## The input
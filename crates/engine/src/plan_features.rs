//! Per-plan feature rows (key, value, label) in display order.

use sea_orm::entity::prelude::*;

#[derive(Clone, Debug, PartialEq, DeriveEntityModel, Eq)]
#[sea_orm(table_name = "plan_features")]
pub struct Model {
    #[sea_orm(primary_key, auto_increment = false)]
    pub plan_id: String,
    #[sea_orm(primary_key, auto_increment = false)]
    pub key: String,
    pub value: String,
    pub label: Option<String>,
    pub sort_order: i32,
}

#[derive(Copy, Clone, Debug, EnumIter, DeriveRelation)]
pub enum Relation {
    #[sea_orm(
        belongs_to = "super::plans::Entity",
        from = "Column::PlanId",
        to = "super::plans::Column::Id",
        on_update = "NoAction",
        on_delete = "Cascade"
    )]
    Plans,
}

impl Related<super::plans::Entity> for Entity {
    fn to() -> RelationDef {
        Relation::Plans.def()
    }
}

impl ActiveModelBehavior for ActiveModel {}
//! Typed plan features.
//!
//! Feature rows are stored as strings; the engine surfaces them as a tagged
//! value so call sites don't re-parse `"true"`/`"42"` ad hoc. The set of
//! known keys is closed; anything else is carried through as
//! [`FeatureKey::Custom`] with a text value.

use serde::{Deserialize, Serialize};

/// Feature keys the engine gates behavior on, plus a fallback for
/// display-only keys defined by admins.
#[derive(Clone, Debug, PartialEq, Eq, Serialize, Deserialize)]
#[serde(rename_all = "snake_case")]
pub enum FeatureKey {
    /// Maximum number of drafts a user may own. Absent means unlimited.
    DraftsLimit,
    /// Whether the user's plan allows saving (and thereby sharing) drafts.
    /// Absent means `false`.
    Share,
    /// Any other key; value stays textual.
    Custom(String),
}

impl FeatureKey {
    pub fn parse(raw: &str) -> Self {
        match raw {
            "drafts_limit" => Self::DraftsLimit,
            "share" => Self::Share,
            other => Self::Custom(other.to_string()),
        }
    }

    pub fn as_str(&self) -> &str {
        match self {
            Self::DraftsLimit => "drafts_limit",
            Self::Share => "share",
            Self::Custom(key) => key,
        }
    }
}

#[derive(Clone, Debug, PartialEq, Eq, Serialize, Deserialize)]
#[serde(rename_all = "snake_case")]
pub enum FeatureValue {
    Bool(bool),
    Int(i64),
    Text(String),
}

impl FeatureValue {
    /// Interpret a stored string for the given key.
    ///
    /// Unparseable values for typed keys degrade to text instead of failing,
    /// so a bad admin edit never breaks entitlement resolution.
    pub fn for_key(key: &FeatureKey, raw: &str) -> Self {
        match key {
            FeatureKey::Share => Self::Bool(raw == "true"),
            FeatureKey::DraftsLimit => raw
                .parse::<i64>()
                .map(Self::Int)
                .unwrap_or_else(|_| Self::Text(raw.to_string())),
            FeatureKey::Custom(_) => Self::Text(raw.to_string()),
        }
    }

    pub fn as_bool(&self) -> Option<bool> {
        match self {
            Self::Bool(value) => Some(*value),
            _ => None,
        }
    }

    pub fn as_int(&self) -> Option<i64> {
        match self {
            Self::Int(value) => Some(*value),
            _ => None,
        }
    }
}

/// A resolved plan feature, in plan-defined order.
#[derive(Clone, Debug, PartialEq, Eq, Serialize, Deserialize)]
pub struct Feature {
    pub key: FeatureKey,
    pub value: FeatureValue,
    pub label: Option<String>,
}

#[cfg(test)]
mod tests {
    use super::*;

    #[test]
    fn known_keys_get_typed_values() {
        let share = FeatureKey::parse("share");
        assert_eq!(FeatureValue::for_key(&share, "true"), FeatureValue::Bool(true));
        assert_eq!(FeatureValue::for_key(&share, "false"), FeatureValue::Bool(false));
        assert_eq!(FeatureValue::for_key(&share, "yes"), FeatureValue::Bool(false));

        let limit = FeatureKey::parse("drafts_limit");
        assert_eq!(FeatureValue::for_key(&limit, "3"), FeatureValue::Int(3));
    }

    #[test]
    fn unparseable_limit_degrades_to_text() {
        let limit = FeatureKey::parse("drafts_limit");
        assert_eq!(
            FeatureValue::for_key(&limit, "lots"),
            FeatureValue::Text("lots".to_string())
        );
    }

    #[test]
    fn unknown_keys_stay_textual() {
        let key = FeatureKey::parse("support_tier");
        assert_eq!(key.as_str(), "support_tier");
        assert_eq!(
            FeatureValue::for_key(&key, "gold"),
            FeatureValue::Text("gold".to_string())
        );
    }
}
//! Draft endpoints: save, view, list, delete, editor management.

use api_types::draft::{
    DraftListResponse, DraftSave, DraftSaved, DraftView, EditorAdd, EditorsResponse,
};
use axum::{
    Extension, Json,
    extract::{Path, State},
    http::StatusCode,
};
use uuid::Uuid;

use crate::{ServerError, server::ServerState};

fn draft_view(draft: &engine::Draft) -> DraftView {
    DraftView {
        id: draft.id,
        owner_id: draft.owner_id.clone(),
        name: draft.name.clone(),
        state: draft.state.clone(),
        public: draft.public,
        revision: draft.revision,
        editors: draft.editors.clone(),
        created_at: draft.created_at,
        updated_at: draft.updated_at,
    }
}

pub async fn save(
    Extension(user): Extension<engine::users::Model>,
    State(state): State<ServerState>,
    Json(payload): Json<DraftSave>,
) -> Result<Json<DraftSaved>, ServerError> {
    let (id, revision) = state
        .engine
        .save_draft(
            payload.id,
            &payload.name,
            &payload.state,
            payload.public,
            payload.expected_revision,
            &user.id,
        )
        .await?;
    Ok(Json(DraftSaved { id, revision }))
}

/// Draft view; runs under optional auth so anonymous callers can reach
/// public drafts.
pub async fn get_draft(
    user: Option<Extension<engine::users::Model>>,
    State(state): State<ServerState>,
    Path(draft_id): Path<Uuid>,
) -> Result<Json<DraftView>, ServerError> {
    let actor = user.as_ref().map(|Extension(user)| user.id.as_str());
    let draft = state.engine.draft(draft_id, actor).await?;
    Ok(Json(draft_view(&draft)))
}

pub async fn list(
    Extension(user): Extension<engine::users::Model>,
    State(state): State<ServerState>,
) -> Result<Json<DraftListResponse>, ServerError> {
    let (mine, shared) = state.engine.list_drafts(&user.id).await?;
    Ok(Json(DraftListResponse {
        mine: mine.iter().map(draft_view).collect(),
        shared_with_me: shared.iter().map(draft_view).collect(),
    }))
}

/// Shares the optional-auth path with `get_draft`, so the user check
/// happens here instead of in the middleware.
pub async fn delete_draft(
    user: Option<Extension<engine::users::Model>>,
    State(state): State<ServerState>,
    Path(draft_id): Path<Uuid>,
) -> Result<StatusCode, ServerError> {
    let Some(Extension(user)) = user else {
        return Err(ServerError::Engine(engine::EngineError::Forbidden(
            "authentication required".to_string(),
        )));
    };
    state.engine.delete_draft(draft_id, &user.id).await?;
    Ok(StatusCode::NO_CONTENT)
}

pub async fn list_editors(
    Extension(user): Extension<engine::users::Model>,
    State(state): State<ServerState>,
    Path(draft_id): Path<Uuid>,
) -> Result<Json<EditorsResponse>, ServerError> {
    let editors = state.engine.list_draft_editors(draft_id, &user.id).await?;
    Ok(Json(EditorsResponse { editors }))
}

pub async fn add_editor(
    Extension(user): Extension<engine::users::Model>,
    State(state): State<ServerState>,
    Path(draft_id): Path<Uuid>,
    Json(payload): Json<EditorAdd>,
) -> Result<StatusCode, ServerError> {
    state
        .engine
        .add_draft_editor(draft_id, &payload.username, &user.id)
        .await?;
    Ok(StatusCode::NO_CONTENT)
}

pub async fn remove_editor(
    Extension(user): Extension<engine::users::Model>,
    State(state): State<ServerState>,
    Path((draft_id, username)): Path<(Uuid, String)>,
) -> Result<StatusCode, ServerError> {
    state
        .engine
        .remove_draft_editor(draft_id, &username, &user.id)
        .await?;
    Ok(StatusCode::NO_CONTENT)
}
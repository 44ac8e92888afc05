use sea_orm_migration::prelude::*;

use crate::m20240112_103000_users::Users;

#[derive(DeriveMigrationName)]
pub struct Migration;

#[derive(Iden)]
enum UserStickers {
    Table,
    UserId,
    StickerId,
}

#[async_trait::async_trait]
impl MigrationTrait for Migration {
    async fn up(&self, manager: &SchemaManager) -> Result<(), DbErr> {
        manager
            .create_table(
                Table::create()
                    .table(UserStickers::Table)
                    .if_not_exists()
                    .col(ColumnDef::new(UserStickers::UserId).string().not_null())
                    .col(ColumnDef::new(UserStickers::StickerId).string().not_null())
                    .primary_key(
                        Index::create()
                            .col(UserStickers::UserId)
                            .col(UserStickers::StickerId),
                    )
                    .foreign_key(
                        ForeignKey::create()
                            .name("fk-user_stickers-user_id")
                            .from(UserStickers::Table, UserStickers::UserId)
                            .to(Users::Table, Users::Id)
                            .on_delete(ForeignKeyAction::Cascade),
                    )
                    .to_owned(),
            )
            .await?;

        manager
            .create_index(
                Index::create()
                    .name("idx-user_stickers-sticker_id")
                    .table(UserStickers::Table)
                    .col(UserStickers::StickerId)
                    .to_owned(),
            )
            .await?;

        Ok(())
    }

    async fn down(&self, manager: &SchemaManager) -> Result<(), DbErr> {
        manager
            .drop_table(Table::drop().table(UserStickers::Table).to_owned())
            .await?;
        Ok(())
    }
}
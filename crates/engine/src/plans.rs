//! Plans table and the assembled plan snapshot.
//!
//! Plans are keyed by a surrogate id; `name` is unique but mutable display
//! data, so renaming a plan never breaks sticker or subscription joins.

use sea_orm::entity::prelude::*;
use serde::{Deserialize, Serialize};
use uuid::Uuid;

use crate::{EngineError, Feature, FeatureKey, FeatureValue, plan_features, util::parse_uuid};

/// Name of the plan every verified user starts on.
pub const DEFAULT_PLAN_NAME: &str = "Basic";

#[derive(Clone, Debug, PartialEq, DeriveEntityModel, Eq)]
#[sea_orm(table_name = "plans")]
pub struct Model {
    #[sea_orm(primary_key, auto_increment = false)]
    pub id: String,
    pub name: String,
    pub price_cents: i64,
    pub display_order: i32,
}

#[derive(Copy, Clone, Debug, EnumIter, DeriveRelation)]
pub enum Relation {
    #[sea_orm(has_many = "super::plan_features::Entity")]
    PlanFeatures,
}

impl Related<super::plan_features::Entity> for Entity {
    fn to() -> RelationDef {
        Relation::PlanFeatures.def()
    }
}

impl ActiveModelBehavior for ActiveModel {}

/// A plan with its ordered, typed feature list.
#[derive(Clone, Debug, PartialEq, Eq, Serialize, Deserialize)]
pub struct Plan {
    pub id: Uuid,
    pub name: String,
    pub price_cents: i64,
    pub display_order: i32,
    pub features: Vec<Feature>,
}

impl TryFrom<(Model, Vec<plan_features::Model>)> for Plan {
    type Error = EngineError;

    fn try_from(
        (model, feature_models): (Model, Vec<plan_features::Model>),
    ) -> Result<Self, Self::Error> {
        let features = feature_models
            .into_iter()
            .map(|row| {
                let key = FeatureKey::parse(&row.key);
                let value = FeatureValue::for_key(&key, &row.value);
                Feature {
                    key,
                    value,
                    label: row.label,
                }
            })
            .collect();

        Ok(Self {
            id: parse_uuid(&model.id, "plan")?,
            name: model.name,
            price_cents: model.price_cents,
            display_order: model.display_order,
            features,
        })
    }
}
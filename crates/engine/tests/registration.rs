use std::sync::Arc;

use chrono::{Duration as ChronoDuration, Utc};
use sea_orm::{ActiveValue, Database, DatabaseConnection, EntityTrait, PaginatorTrait};

use engine::{Engine, EngineError, MemoryMailer, Role};
use migration::MigratorTrait;

async fn engine_with_db() -> (Engine, Arc<MemoryMailer>, DatabaseConnection) {
    let db = Database::connect("sqlite::memory:").await.unwrap();
    migration::Migrator::up(&db, None).await.unwrap();
    let mailer = Arc::new(MemoryMailer::new());
    let engine = Engine::builder()
        .database(db.clone())
        .mailer(mailer.clone())
        .build()
        .await
        .unwrap();
    (engine, mailer, db)
}

#[tokio::test]
async fn register_creates_pending_and_sends_mail() {
    let (engine, mailer, db) = engine_with_db().await;

    engine
        .register("alice", "alice@example.com", "password123", Some("Alice"))
        .await
        .unwrap();

    assert_eq!(mailer.sent_count(), 1);
    let code = mailer.last_code_for("alice@example.com").unwrap();
    assert_eq!(code.len(), 4);

    let pending = engine::pending_registrations::Entity::find_by_id(
        "alice@example.com".to_string(),
    )
    .one(&db)
    .await
    .unwrap()
    .unwrap();
    assert_eq!(pending.username, "alice");
    assert_eq!(pending.code, code);
    // No verified user yet.
    assert_eq!(
        engine::users::Entity::find().count(&db).await.unwrap(),
        0
    );
}

#[tokio::test]
async fn register_rejects_pending_duplicate() {
    let (engine, _mailer, _db) = engine_with_db().await;

    engine
        .register("alice", "alice@example.com", "password123", None)
        .await
        .unwrap();

    // Same email.
    let err = engine
        .register("alice2", "alice@example.com", "password123", None)
        .await
        .unwrap_err();
    assert!(matches!(err, EngineError::ExistingKey(_)));

    // Same username, different email.
    let err = engine
        .register("alice", "other@example.com", "password123", None)
        .await
        .unwrap_err();
    assert!(matches!(err, EngineError::ExistingKey(_)));
}

#[tokio::test]
async fn register_rejects_verified_duplicate() {
    let (engine, mailer, _db) = engine_with_db().await;

    engine
        .register("alice", "alice@example.com", "password123", None)
        .await
        .unwrap();
    let code = mailer.last_code_for("alice@example.com").unwrap();
    engine.verify("alice@example.com", &code).await.unwrap();

    let err = engine
        .register("alice", "alice@example.com", "password123", None)
        .await
        .unwrap_err();
    assert!(matches!(err, EngineError::ExistingKey(_)));
}

#[tokio::test]
async fn mail_failure_rolls_back_pending_row() {
    let (engine, mailer, db) = engine_with_db().await;
    mailer.set_fail(true);

    let err = engine
        .register("alice", "alice@example.com", "password123", None)
        .await
        .unwrap_err();
    assert!(matches!(err, EngineError::Mail(_)));

    // The pending row must not survive a failed send: the caller was never
    // told "sent".
    assert_eq!(
        engine::pending_registrations::Entity::find()
            .count(&db)
            .await
            .unwrap(),
        0
    );

    // Retrying once the mailer recovers works from scratch.
    mailer.set_fail(false);
    engine
        .register("alice", "alice@example.com", "password123", None)
        .await
        .unwrap();
}

#[tokio::test]
async fn verify_with_wrong_code_never_promotes() {
    let (engine, mailer, db) = engine_with_db().await;

    engine
        .register("alice", "alice@example.com", "password123", None)
        .await
        .unwrap();
    let code = mailer.last_code_for("alice@example.com").unwrap();
    let wrong = if code == "1234" { "4321" } else { "1234" };

    let err = engine
        .verify("alice@example.com", wrong)
        .await
        .unwrap_err();
    assert!(matches!(err, EngineError::InvalidCode(_)));

    // Pending row still there, no user created.
    assert_eq!(
        engine::pending_registrations::Entity::find()
            .count(&db)
            .await
            .unwrap(),
        1
    );
    assert_eq!(engine::users::Entity::find().count(&db).await.unwrap(), 0);
}

#[tokio::test]
async fn resend_invalidates_old_code() {
    let (engine, mailer, _db) = engine_with_db().await;

    engine
        .register("ygor", "a@b.com", "password123", None)
        .await
        .unwrap();
    let old_code = mailer.last_code_for("a@b.com").unwrap();

    engine.resend_code("a@b.com").await.unwrap();
    let mut new_code = mailer.last_code_for("a@b.com").unwrap();
    // Codes are random; regenerate until it actually differs.
    while new_code == old_code {
        engine.resend_code("a@b.com").await.unwrap();
        new_code = mailer.last_code_for("a@b.com").unwrap();
    }

    let err = engine.verify("a@b.com", &old_code).await.unwrap_err();
    assert!(matches!(err, EngineError::InvalidCode(_)));

    let (user, _token) = engine.verify("a@b.com", &new_code).await.unwrap();
    assert_eq!(user.username, "ygor");
}

#[tokio::test]
async fn resend_without_pending_is_not_found() {
    let (engine, _mailer, _db) = engine_with_db().await;
    let err = engine.resend_code("ghost@example.com").await.unwrap_err();
    assert!(matches!(err, EngineError::KeyNotFound(_)));
}

#[tokio::test]
async fn verify_promotes_exactly_once() {
    let (engine, mailer, db) = engine_with_db().await;

    engine
        .register("alice", "alice@example.com", "password123", None)
        .await
        .unwrap();
    let code = mailer.last_code_for("alice@example.com").unwrap();
    let (user, token) = engine.verify("alice@example.com", &code).await.unwrap();

    assert_eq!(user.username, "alice");
    assert!(user.email_verified);
    assert_eq!(user.role, Role::Free.as_str());

    // Never both a verified user and a pending row for one identity.
    assert_eq!(
        engine::pending_registrations::Entity::find()
            .count(&db)
            .await
            .unwrap(),
        0
    );
    assert_eq!(engine::users::Entity::find().count(&db).await.unwrap(), 1);

    // The issued credential resolves back to the user.
    let session_user = engine.session_user(&token).await.unwrap().unwrap();
    assert_eq!(session_user.id, user.id);

    // The code is spent.
    let err = engine
        .verify("alice@example.com", &code)
        .await
        .unwrap_err();
    assert!(matches!(err, EngineError::InvalidCode(_)));
}

#[tokio::test]
async fn verify_against_existing_user_cleans_pending() {
    let (engine, mailer, db) = engine_with_db().await;

    engine
        .register("alice", "alice@example.com", "password123", None)
        .await
        .unwrap();
    let code = mailer.last_code_for("alice@example.com").unwrap();
    engine.verify("alice@example.com", &code).await.unwrap();

    // Simulate the double-submit race: a stale pending row for the same
    // username appears after the user was verified.
    let stale = engine::pending_registrations::ActiveModel {
        email: ActiveValue::Set("alice@other.com".to_string()),
        username: ActiveValue::Set("alice".to_string()),
        password_hash: ActiveValue::Set("unused".to_string()),
        display_name: ActiveValue::Set(None),
        code: ActiveValue::Set("9999".to_string()),
        created_at: ActiveValue::Set(Utc::now()),
    };
    engine::pending_registrations::Entity::insert(stale)
        .exec(&db)
        .await
        .unwrap();

    let err = engine.verify("alice@other.com", "9999").await.unwrap_err();
    assert!(matches!(err, EngineError::ExistingKey(_)));

    // The stale row was cleaned up even though the call failed.
    assert_eq!(
        engine::pending_registrations::Entity::find()
            .count(&db)
            .await
            .unwrap(),
        0
    );
}

#[tokio::test]
async fn configured_ttl_expires_codes() {
    let db = Database::connect("sqlite::memory:").await.unwrap();
    migration::Migrator::up(&db, None).await.unwrap();
    let mailer = Arc::new(MemoryMailer::new());
    let engine = Engine::builder()
        .database(db.clone())
        .mailer(mailer.clone())
        .code_ttl(Some(std::time::Duration::from_secs(3600)))
        .build()
        .await
        .unwrap();

    // A pending row created two hours ago.
    let stale = engine::pending_registrations::ActiveModel {
        email: ActiveValue::Set("old@example.com".to_string()),
        username: ActiveValue::Set("old".to_string()),
        password_hash: ActiveValue::Set("unused".to_string()),
        display_name: ActiveValue::Set(None),
        code: ActiveValue::Set("1111".to_string()),
        created_at: ActiveValue::Set(Utc::now() - ChronoDuration::hours(2)),
    };
    engine::pending_registrations::Entity::insert(stale)
        .exec(&db)
        .await
        .unwrap();

    let err = engine.verify("old@example.com", "1111").await.unwrap_err();
    assert!(matches!(err, EngineError::InvalidCode(_)));

    // A resend refreshes the code and makes verification possible again.
    engine.resend_code("old@example.com").await.unwrap();
    let code = mailer.last_code_for("old@example.com").unwrap();
    engine.verify("old@example.com", &code).await.unwrap();
}
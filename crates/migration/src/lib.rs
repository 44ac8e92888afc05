pub use sea_orm_migration::prelude::*;

mod m20240112_103000_users;
mod m20240126_183000_plans;
mod m20240219_094500_subscriptions;
mod m20240219_121500_user_stickers;
mod m20240308_160000_drafts;
mod m20240321_110000_sessions;

pub struct Migrator;

#[async_trait::async_trait]
impl MigratorTrait for Migrator {
    fn migrations() -> Vec<Box<dyn MigrationTrait>> {
        vec![
            Box::new(m20240112_103000_users::Migration),
            Box::new(m20240126_183000_plans::Migration),
            Box::new(m20240219_094500_subscriptions::Migration),
            Box::new(m20240219_121500_user_stickers::Migration),
            Box::new(m20240308_160000_drafts::Migration),
            Box::new(m20240321_110000_sessions::Migration),
        ]
    }
}
use chrono::Utc;
use sea_orm::{ActiveValue, Condition, QueryFilter, TransactionTrait, prelude::*};
use uuid::Uuid;

use crate::{
    EngineError, ResultEngine, Role, mail::generate_verification_code, pending_registrations,
    users, util::hash_password,
};

use super::{Engine, normalize_required_name, with_tx};

enum VerifyOutcome {
    Promoted(users::Model),
    DuplicateUser,
}

impl Engine {
    /// Mail send with the configured timeout. `Ok` means the collaborator
    /// accepted the message.
    async fn send_code_mail(&self, to: &str, code: &str) -> ResultEngine<()> {
        match tokio::time::timeout(
            self.mail_timeout,
            self.mailer.send_verification_code(to, code),
        )
        .await
        {
            Ok(Ok(())) => Ok(()),
            Ok(Err(err)) => Err(EngineError::Mail(err.to_string())),
            Err(_) => Err(EngineError::Mail("verification mail timed out".to_string())),
        }
    }

    /// Starts a registration: persists a pending row and mails the code.
    ///
    /// The insert and the mail send share one transaction that commits only
    /// after the mailer accepted the message, so "sent" in the response is
    /// never a lie and a mail failure leaves no half-registered identity.
    pub async fn register(
        &self,
        username: &str,
        email: &str,
        password: &str,
        display_name: Option<&str>,
    ) -> ResultEngine<()> {
        let username = normalize_required_name(username, "username")?;
        let email = normalize_required_name(email, "email")?;
        if !email.contains('@') {
            return Err(EngineError::InvalidValue(
                "invalid email address".to_string(),
            ));
        }
        if password.len() < 8 {
            return Err(EngineError::InvalidValue(
                "password must be at least 8 characters".to_string(),
            ));
        }

        let password_hash = hash_password(password)?;
        let code = generate_verification_code();

        with_tx!(self, |db_tx| {
            if self
                .find_user_by_username(&db_tx, &username)
                .await?
                .is_some()
            {
                return Err(EngineError::ExistingKey(username.clone()));
            }
            if self.find_user_by_email(&db_tx, &email).await?.is_some() {
                return Err(EngineError::ExistingKey(email.clone()));
            }

            // A second attempt while a pending row exists must resend or
            // verify instead. Unique indexes backstop the race.
            let pending_exists = pending_registrations::Entity::find()
                .filter(
                    Condition::any()
                        .add(pending_registrations::Column::Email.eq(email.clone()))
                        .add(pending_registrations::Column::Username.eq(username.clone())),
                )
                .one(&db_tx)
                .await?
                .is_some();
            if pending_exists {
                return Err(EngineError::ExistingKey(
                    "a registration is already pending for this identity".to_string(),
                ));
            }

            let pending = pending_registrations::ActiveModel {
                email: ActiveValue::Set(email.clone()),
                username: ActiveValue::Set(username.clone()),
                password_hash: ActiveValue::Set(password_hash.clone()),
                display_name: ActiveValue::Set(
                    display_name
                        .map(str::trim)
                        .filter(|s| !s.is_empty())
                        .map(ToString::to_string),
                ),
                code: ActiveValue::Set(code.clone()),
                created_at: ActiveValue::Set(Utc::now()),
            };
            pending.insert(&db_tx).await?;

            self.send_code_mail(&email, &code).await?;
            Ok(())
        })
    }

    /// Regenerates the code for an existing pending registration and
    /// re-sends the mail. The old code stops matching immediately.
    pub async fn resend_code(&self, email: &str) -> ResultEngine<()> {
        let email = normalize_required_name(email, "email")?;
        let code = generate_verification_code();

        with_tx!(self, |db_tx| {
            let pending = pending_registrations::Entity::find_by_id(email.clone())
                .one(&db_tx)
                .await?
                .ok_or_else(|| EngineError::KeyNotFound("registration not exists".to_string()))?;

            let mut active: pending_registrations::ActiveModel = pending.into();
            active.code = ActiveValue::Set(code.clone());
            active.created_at = ActiveValue::Set(Utc::now());
            active.update(&db_tx).await?;

            self.send_code_mail(&email, &code).await?;
            Ok(())
        })
    }

    /// Promotes a pending registration whose code matches exactly.
    ///
    /// Returns the new user and a session token. The default plan's sticker
    /// grant is best-effort: a failure is logged and never blocks
    /// verification.
    pub async fn verify(&self, email: &str, code: &str) -> ResultEngine<(users::Model, String)> {
        let email = normalize_required_name(email, "email")?;

        let outcome = with_tx!(self, |db_tx| {
            let pending = pending_registrations::Entity::find()
                .filter(pending_registrations::Column::Email.eq(email.clone()))
                .filter(pending_registrations::Column::Code.eq(code.to_string()))
                .one(&db_tx)
                .await?
                .ok_or_else(|| EngineError::InvalidCode("code does not match".to_string()))?;

            if let Some(ttl) = self.code_ttl {
                let age = Utc::now().signed_duration_since(pending.created_at);
                if age.to_std().map(|age| age > ttl).unwrap_or(false) {
                    return Err(EngineError::InvalidCode("code expired".to_string()));
                }
            }

            // A verified user may have appeared for this identity since the
            // pending row was written (double submit).
            let duplicate = self
                .find_user_by_username(&db_tx, &pending.username)
                .await?
                .is_some()
                || self.find_user_by_email(&db_tx, &pending.email).await?.is_some();
            if duplicate {
                pending_registrations::Entity::delete_by_id(pending.email.clone())
                    .exec(&db_tx)
                    .await?;
                Ok(VerifyOutcome::DuplicateUser)
            } else {
                let user = users::ActiveModel {
                    id: ActiveValue::Set(Uuid::new_v4().to_string()),
                    username: ActiveValue::Set(pending.username.clone()),
                    email: ActiveValue::Set(pending.email.clone()),
                    password_hash: ActiveValue::Set(pending.password_hash.clone()),
                    display_name: ActiveValue::Set(pending.display_name.clone()),
                    role: ActiveValue::Set(Role::Free.as_str().to_string()),
                    email_verified: ActiveValue::Set(true),
                    created_at: ActiveValue::Set(Utc::now()),
                };
                let user = user.insert(&db_tx).await?;
                pending_registrations::Entity::delete_by_id(pending.email.clone())
                    .exec(&db_tx)
                    .await?;
                Ok(VerifyOutcome::Promoted(user))
            }
        })?;

        let user = match outcome {
            VerifyOutcome::DuplicateUser => {
                return Err(EngineError::ExistingKey(
                    "a verified user already exists for this identity".to_string(),
                ));
            }
            VerifyOutcome::Promoted(user) => user,
        };

        if let Err(err) = self.grant_default_plan_stickers(&user.id).await {
            tracing::warn!(
                user_id = %user.id,
                error = %err,
                "failed to grant default plan stickers after verification"
            );
        }

        let token = self.issue_session(&user.id).await?;
        Ok((user, token))
    }
}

## Requirement
Would you copy every line of the entries in which "DatabaseConnection" appears?

## Result
use sea_orm::{ActiveValue, Database, DatabaseConnection, EntityTrait, PaginatorTrait};
async fn engine_with_db() -> (Engine, Arc<MemoryMailer>, DatabaseConnection) {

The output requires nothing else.